Lack of proper nutrition seriously affects people’s immune systems and makes them more vulnerable to illnesses. This is particularly important for those with HIV/AIDS, which affects one in five adults in Zimbabwe — the country with the fourth-highest rate of HIV infection in the world.

Only a third of the 300,000 Zimbabweans who need antiretroviral drugs are now receiving them. Lack of adequate statistics makes it difficult to follow the course of the epidemic.

The situation in Zimbabwe’s main cities is critical, but it is even more dire in rural areas. There is a tremendous lack of basic materials, refrigerators, medicines and medical personnel. Ambulances are grounded for lack of fuel and spare parts. Many of the rural clinics have been left under the supervision of nurses’ aides, who lack the knowledge and means to treat most patients.

Significant gains in child health in the 1980s are being eroded, according to the World Health Organization (WHO). Mortality rates for children under five years of age rose from 80 per 1,000 live births in 1990 to 123 per 1,000 in 2005. Immunization programs now cover less than 70% of children for some major childhood diseases such as polio, diphtheria and measles.
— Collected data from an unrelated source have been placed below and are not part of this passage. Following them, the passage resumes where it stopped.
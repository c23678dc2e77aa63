//! Error types for Inkpost

use thiserror::Error;

pub type Result<T> = std::result::Result<T, InkpostError>;

#[derive(Error, Debug)]
pub enum InkpostError {
    #[error("Configuration error: {0}")]
    Config(#[from] ConfigError),

    #[error("Credential storage error: {0}")]
    Credential(#[from] CredentialError),

    #[error("Authentication error: {0}")]
    Auth(#[from] AuthError),

    #[error("Publish error: {0}")]
    Publish(#[from] PublishError),

    #[error("Invalid input: {0}")]
    InvalidInput(String),
}

impl InkpostError {
    /// Returns the appropriate exit code for this error
    pub fn exit_code(&self) -> i32 {
        match self {
            InkpostError::InvalidInput(_) => 3,
            InkpostError::Publish(PublishError::Validation { .. }) => 3,
            InkpostError::Publish(PublishError::MissingSlug) => 3,
            InkpostError::Auth(AuthError::InvalidCredential(_)) => 2,
            InkpostError::Auth(AuthError::NotAuthenticated) => 2,
            InkpostError::Publish(PublishError::Auth(AuthError::InvalidCredential(_))) => 2,
            InkpostError::Publish(PublishError::Auth(AuthError::NotAuthenticated)) => 2,
            InkpostError::Auth(_) => 1,
            InkpostError::Publish(_) => 1,
            InkpostError::Config(_) => 1,
            InkpostError::Credential(_) => 1,
        }
    }
}

#[derive(Error, Debug)]
pub enum ConfigError {
    #[error("Failed to read config file: {0}")]
    ReadError(#[from] std::io::Error),

    #[error("Failed to parse config: {0}")]
    ParseError(#[from] toml::de::Error),

    #[error("Missing required field: {0}")]
    MissingField(String),
}

#[derive(Error, Debug)]
pub enum CredentialError {
    #[error("IO error: {0}")]
    Io(#[from] std::io::Error),

    #[error("Encryption error: {0}")]
    Encryption(String),

    #[error("Decryption failed (wrong master password?)")]
    DecryptionFailed,

    #[error("Master password not set")]
    MasterPasswordNotSet,

    #[error("Master password must be at least 8 characters")]
    WeakPassword,

    #[error("OS keyring error: {0}")]
    Keyring(String),

    #[error("Failed to watch credential storage: {0}")]
    Watch(String),
}

/// Failures of token issuance.
///
/// `Clone` so that outcomes can carry the error after it has been reported.
#[derive(Error, Debug, Clone, PartialEq, Eq)]
pub enum AuthError {
    #[error("Invalid credential: {0}")]
    InvalidCredential(String),

    #[error("Network error: {0}")]
    Network(String),

    #[error("No credential stored. Import a private key first.")]
    NotAuthenticated,
}

#[derive(Error, Debug, Clone, PartialEq, Eq)]
pub enum PublishError {
    #[error("Missing required field: {field}")]
    Validation { field: String },

    #[error("Missing slug, nothing to delete")]
    MissingSlug,

    #[error("Remote API rejected the request: {0}")]
    Remote(String),

    #[error("Network error: {0}")]
    Network(String),

    #[error("Local I/O error: {0}")]
    Io(String),

    #[error("{0}")]
    Auth(#[from] AuthError),
}
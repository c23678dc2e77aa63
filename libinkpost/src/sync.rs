//! Auth-state synchronization
//!
//! Two kinds of signal make an [`AuthState`](crate::auth::AuthState) re-check
//! the stored credential:
//!
//! - `Changed`: another auth state in this process saved or cleared the
//!   credential. Delivered over a [`SyncHub`].
//! - `Storage`: the credential file was modified by another process.
//!   Produced by a [`StorageWatcher`] and delivered over the same hub.
//!
//! Signals carry no credential data; receivers always re-read the cache.

use std::path::{Path, PathBuf};

use notify::{EventKind, RecommendedWatcher, RecursiveMode, Watcher};
use tokio::sync::broadcast;

use crate::error::CredentialError;
use crate::Result;

const HUB_CAPACITY: usize = 32;

#[derive(Debug, Clone, PartialEq, Eq)]
pub enum AuthSignal {
    /// An auth state in this process changed the credential
    Changed { origin: u64 },
    /// The storage slot named `key` changed on disk
    Storage { key: String },
}

/// In-process broadcast channel for [`AuthSignal`]s
#[derive(Clone)]
pub struct SyncHub {
    sender: broadcast::Sender<AuthSignal>,
}

impl SyncHub {
    pub fn new() -> Self {
        let (sender, _) = broadcast::channel(HUB_CAPACITY);
        Self { sender }
    }

    pub fn subscribe(&self) -> broadcast::Receiver<AuthSignal> {
        self.sender.subscribe()
    }

    pub fn announce_changed(&self, origin: u64) {
        self.send(AuthSignal::Changed { origin });
    }

    pub fn storage_changed(&self, key: impl Into<String>) {
        self.send(AuthSignal::Storage { key: key.into() });
    }

    fn send(&self, signal: AuthSignal) {
        // No subscribers is fine
        if self.sender.send(signal.clone()).is_err() {
            tracing::trace!("No auth state listening for {:?}", signal);
        }
    }
}

impl Default for SyncHub {
    fn default() -> Self {
        Self::new()
    }
}

/// Watches one credential file and forwards changes as `Storage` signals
///
/// The parent directory is watched rather than the file itself, because
/// saves replace the file through a rename and clears delete it.
pub struct StorageWatcher {
    _watcher: RecommendedWatcher,
    path: PathBuf,
}

impl StorageWatcher {
    /// Start watching `slot_path`, reporting changes under `key`
    ///
    /// # Errors
    ///
    /// Returns `CredentialError::Watch` if the platform watcher cannot be
    /// created or the directory cannot be watched.
    pub fn spawn(slot_path: &Path, key: &str, hub: SyncHub) -> Result<Self> {
        let dir = slot_path
            .parent()
            .ok_or_else(|| CredentialError::Watch(format!("{:?} has no parent", slot_path)))?
            .to_path_buf();
        std::fs::create_dir_all(&dir).map_err(CredentialError::Io)?;

        let file_name = slot_path.file_name().map(|name| name.to_os_string());
        let key = key.to_string();

        let mut watcher = notify::recommended_watcher(move |res: notify::Result<notify::Event>| {
            let event = match res {
                Ok(event) => event,
                Err(e) => {
                    tracing::warn!("Credential watcher error: {}", e);
                    return;
                }
            };

            if matches!(event.kind, EventKind::Access(_)) {
                return;
            }

            let touches_slot = event
                .paths
                .iter()
                .any(|p| p.file_name().map(|n| n.to_os_string()) == file_name);
            if touches_slot {
                tracing::debug!("Credential storage changed ({:?})", event.kind);
                hub.storage_changed(key.as_str());
            }
        })
        .map_err(|e| CredentialError::Watch(e.to_string()))?;

        watcher
            .watch(&dir, RecursiveMode::NonRecursive)
            .map_err(|e| CredentialError::Watch(e.to_string()))?;

        tracing::debug!("Watching {:?} for credential changes", slot_path);
        Ok(Self {
            _watcher: watcher,
            path: slot_path.to_path_buf(),
        })
    }

    pub fn path(&self) -> &Path {
        &self.path
    }
}
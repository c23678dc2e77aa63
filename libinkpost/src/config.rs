//! Configuration management for Inkpost

use serde::{Deserialize, Serialize};
use std::path::{Path, PathBuf};

use crate::credentials::CredentialConfig;
use crate::error::{ConfigError, Result};

pub const DEFAULT_API_BASE_URL: &str = "https://api.github.com";

#[derive(Debug, Clone, Serialize, Deserialize)]
pub struct Config {
    pub github: GitHubConfig,
    #[serde(default)]
    pub content: ContentConfig,
    #[serde(default)]
    pub credentials: CredentialConfig,
}

/// Repository the site is built from and the GitHub App allowed to write to it
#[derive(Debug, Clone, Serialize, Deserialize)]
pub struct GitHubConfig {
    pub owner: String,
    pub repo: String,
    #[serde(default = "default_branch")]
    pub branch: String,
    pub app_id: String,
    /// Looked up from the repository when absent
    #[serde(default)]
    pub installation_id: Option<u64>,
    #[serde(default = "default_api_base_url")]
    pub api_base_url: String,
}

/// Where posts and their images live inside the site repository
#[derive(Debug, Clone, Serialize, Deserialize)]
pub struct ContentConfig {
    #[serde(default = "default_posts_dir")]
    pub posts_dir: String,
    #[serde(default = "default_images_dir")]
    pub images_dir: String,
    #[serde(default = "default_image_url_prefix")]
    pub image_url_prefix: String,
}

fn default_branch() -> String {
    "main".to_string()
}

fn default_api_base_url() -> String {
    DEFAULT_API_BASE_URL.to_string()
}

fn default_posts_dir() -> String {
    "src/content/blog".to_string()
}

fn default_images_dir() -> String {
    "public/images/blog".to_string()
}

fn default_image_url_prefix() -> String {
    "/images/blog".to_string()
}

impl Default for ContentConfig {
    fn default() -> Self {
        Self {
            posts_dir: default_posts_dir(),
            images_dir: default_images_dir(),
            image_url_prefix: default_image_url_prefix(),
        }
    }
}

impl Config {
    /// Load configuration from the default location
    pub fn load() -> Result<Self> {
        let config_path = resolve_config_path()?;
        Self::load_from_path(&config_path)
    }

    /// Load configuration from a specific path
    pub fn load_from_path(path: &Path) -> Result<Self> {
        let content = std::fs::read_to_string(path).map_err(ConfigError::ReadError)?;
        let mut config: Config = toml::from_str(&content).map_err(ConfigError::ParseError)?;
        config.credentials.load_master_password_from_env();
        config.validate()?;
        Ok(config)
    }

    /// Create a default configuration
    pub fn default_config() -> Self {
        Self {
            github: GitHubConfig {
                owner: String::new(),
                repo: String::new(),
                branch: default_branch(),
                app_id: String::new(),
                installation_id: None,
                api_base_url: default_api_base_url(),
            },
            content: ContentConfig::default(),
            credentials: CredentialConfig::default(),
        }
    }

    /// Check that the fields needed to reach the repository are present
    pub fn validate(&self) -> Result<()> {
        let required = [
            ("github.owner", &self.github.owner),
            ("github.repo", &self.github.repo),
            ("github.app_id", &self.github.app_id),
        ];
        for (name, value) in required {
            if value.trim().is_empty() {
                return Err(ConfigError::MissingField(name.to_string()).into());
            }
        }
        self.credentials.validate()?;
        Ok(())
    }
}

/// Resolve the configuration file path following XDG Base Directory spec
pub fn resolve_config_path() -> Result<PathBuf> {
    if let Ok(path) = std::env::var("INKPOST_CONFIG") {
        return Ok(PathBuf::from(shellexpand::tilde(&path).to_string()));
    }

    let config_dir = dirs::config_dir()
        .ok_or_else(|| ConfigError::MissingField("config directory".to_string()))?;

    Ok(config_dir.join("inkpost").join("config.toml"))
}

#[cfg(test)]
mod tests {
    use super::*;
    use crate::credentials::StorageBackend;
    use serial_test::serial;
    use tempfile::TempDir;

    fn write_config(dir: &TempDir, body: &str) -> PathBuf {
        let path = dir.path().join("config.toml");
        std::fs::write(&path, body).unwrap();
        path
    }

    #[test]
    #[serial]
    fn test_load_minimal_config_applies_defaults() {
        let dir = TempDir::new().unwrap();
        let path = write_config(
            &dir,
            r#"
[github]
owner = "author"
repo = "blog"
app_id = "123456"
"#,
        );

        let config = Config::load_from_path(&path).unwrap();
        assert_eq!(config.github.branch, "main");
        assert_eq!(config.github.api_base_url, DEFAULT_API_BASE_URL);
        assert_eq!(config.github.installation_id, None);
        assert_eq!(config.content.posts_dir, "src/content/blog");
        assert_eq!(config.content.images_dir, "public/images/blog");
        assert_eq!(config.credentials.storage, StorageBackend::File);
    }

    #[test]
    #[serial]
    fn test_load_full_config() {
        let dir = TempDir::new().unwrap();
        let path = write_config(
            &dir,
            r#"
[github]
owner = "author"
repo = "blog"
branch = "publish"
app_id = "42"
installation_id = 7
api_base_url = "http://localhost:9000"

[content]
posts_dir = "content/posts"
images_dir = "static/img"
image_url_prefix = "/img"

[credentials]
storage = "encrypted"
path = "/tmp/inkpost-test"
"#,
        );

        let config = Config::load_from_path(&path).unwrap();
        assert_eq!(config.github.branch, "publish");
        assert_eq!(config.github.installation_id, Some(7));
        assert_eq!(config.content.posts_dir, "content/posts");
        assert_eq!(config.content.image_url_prefix, "/img");
        assert_eq!(config.credentials.storage, StorageBackend::Encrypted);
    }

    #[test]
    #[serial]
    fn test_missing_owner_is_rejected() {
        let dir = TempDir::new().unwrap();
        let path = write_config(
            &dir,
            r#"
[github]
owner = ""
repo = "blog"
app_id = "1"
"#,
        );

        let err = Config::load_from_path(&path).unwrap_err();
        assert!(err.to_string().contains("github.owner"));
    }

    #[test]
    fn test_missing_file_is_read_error() {
        let dir = TempDir::new().unwrap();
        let err = Config::load_from_path(&dir.path().join("nope.toml")).unwrap_err();
        assert!(err.to_string().contains("Failed to read config file"));
    }

    #[test]
    fn test_invalid_toml_is_parse_error() {
        let dir = TempDir::new().unwrap();
        let path = write_config(&dir, "[github\nowner =");
        let err = Config::load_from_path(&path).unwrap_err();
        assert!(err.to_string().contains("Failed to parse config"));
    }

    #[test]
    #[serial]
    fn test_resolve_config_path_respects_env() {
        std::env::set_var("INKPOST_CONFIG", "/tmp/inkpost/custom.toml");
        let path = resolve_config_path().unwrap();
        std::env::remove_var("INKPOST_CONFIG");
        assert_eq!(path, PathBuf::from("/tmp/inkpost/custom.toml"));
    }
}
Approximately 115,000 children under 14 years of age are infected with HIV, according to UNICEF.

This is a sad state of affairs for a country whose public health system used to be, together with South Africa, among the most developed of the 40-odd other nations of sub-Saharan Africa just 20 years ago.

Takeaways

Upwards of 83% of Zimbabweans are living on less than $2 a day — leaving 45% of the population malnourished.

Zimbabwe is the country with the fourth-largest rate of HIV infection in the world — one in five adults have HIV/AIDS.

"It can no longer be said the health service is near collapse. The emptying of central and other hospitals of staff, and therefore patients, means the health service has collapsed."